Fafnir was a German engine and vehicle manufacturer based in Aachen (Prussia). They made a range of cars between 1908 and 1926.

The company was founded in 1894 producing needles. With the growth of the bicycle industry, they started to make wheel spokes. In 1898, the company was registered as "Carl Schwanemeyer, Aachener Stahlwarenfabrik AG".

From 1902 the name "Fafnir" started to be used on the company's products, including a range of motorcycle engines.
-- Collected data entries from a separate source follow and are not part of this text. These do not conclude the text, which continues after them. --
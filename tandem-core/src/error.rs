//! Error types for Tandem.
//!
//! This module provides a structured error hierarchy using `thiserror`:
//!
//! - [`TandemError`] - Top-level error type for all Tandem operations
//! - [`EmitError`] - Errors raised by callbacks during a pass
//! - [`LookupError`] - Errors from reading an unknown event name

use crate::{name::EventName, phase::Phase};
use thiserror::Error;

/// A boxed error type for dynamic error handling.
pub type BoxError = Box<dyn std::error::Error + Send + Sync + 'static>;

/// Top-level error type for all Tandem operations.
///
/// Registry operations return the narrower [`EmitError`] or
/// [`LookupError`]. Both convert into this type, so code that mixes them can
/// return `Result<_, TandemError>` and use `?` throughout.
///
/// ```rust,ignore
/// fn flush(ee: &Emitter<Batch>, batch: &Batch) -> Result<usize, TandemError> {
///     let pending = ee.before().listeners("flush")?;
///     ee.before().emit("flush", batch)?;
///     Ok(pending.len())
/// }
/// ```
#[derive(Error, Debug)]
pub enum TandemError {
    /// A callback failed while an event was being emitted.
    #[error("emit error: {0}")]
    Emit(#[from] EmitError),

    /// An event name could not be resolved.
    #[error("lookup error: {0}")]
    Lookup(#[from] LookupError),

    /// A custom error occurred.
    #[error(transparent)]
    Custom(BoxError),
}

/// Errors that can occur while emitting an event.
///
/// Callbacks are not isolated from one another: the first failure aborts the
/// remaining pass and is handed back to the caller of `emit` unchanged.
#[derive(Error, Debug)]
pub enum EmitError {
    /// A callback returned an error.
    #[error(transparent)]
    Callback(BoxError),
}

impl EmitError {
    /// Unwraps the error raised by the callback.
    pub fn into_inner(self) -> BoxError {
        match self {
            EmitError::Callback(err) => err,
        }
    }
}

/// Errors that can occur when reading registry state.
#[derive(Error, Debug, Clone, PartialEq, Eq)]
pub enum LookupError {
    /// No listener list exists for the event name in this phase.
    #[error("no listeners registered for event `{name}` in the {phase} phase")]
    NotFound {
        /// The phase that was searched.
        phase: Phase,
        /// The event name that was not found.
        name: EventName,
    },
}

// Convenience conversions
impl From<BoxError> for TandemError {
    fn from(err: BoxError) -> Self {
        TandemError::Custom(err)
    }
}

impl From<BoxError> for EmitError {
    fn from(err: BoxError) -> Self {
        EmitError::Callback(err)
    }
}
==Omnimobil and early car production==

In 1904, the company started to produce kits, consisting of an engine and associated components, to allow others, particularly bicycle makers, to enter into motor vehicle production. These were sold under the name "Omnimobil". The kit at first was based around a two-cylinder engine rated at 6 Horsepower(HP) with later a larger option with a four-cylinder, 16 HP unit.

Beginning in 1908, finished cars were manufactured with the type "274" with a 1520 cubic centimetre(cc) engine and a maximum speed of 60 km/h and the type "284" with 2012cc capable of 70 km/h. The engines had overhead inlet and side exhaust valves.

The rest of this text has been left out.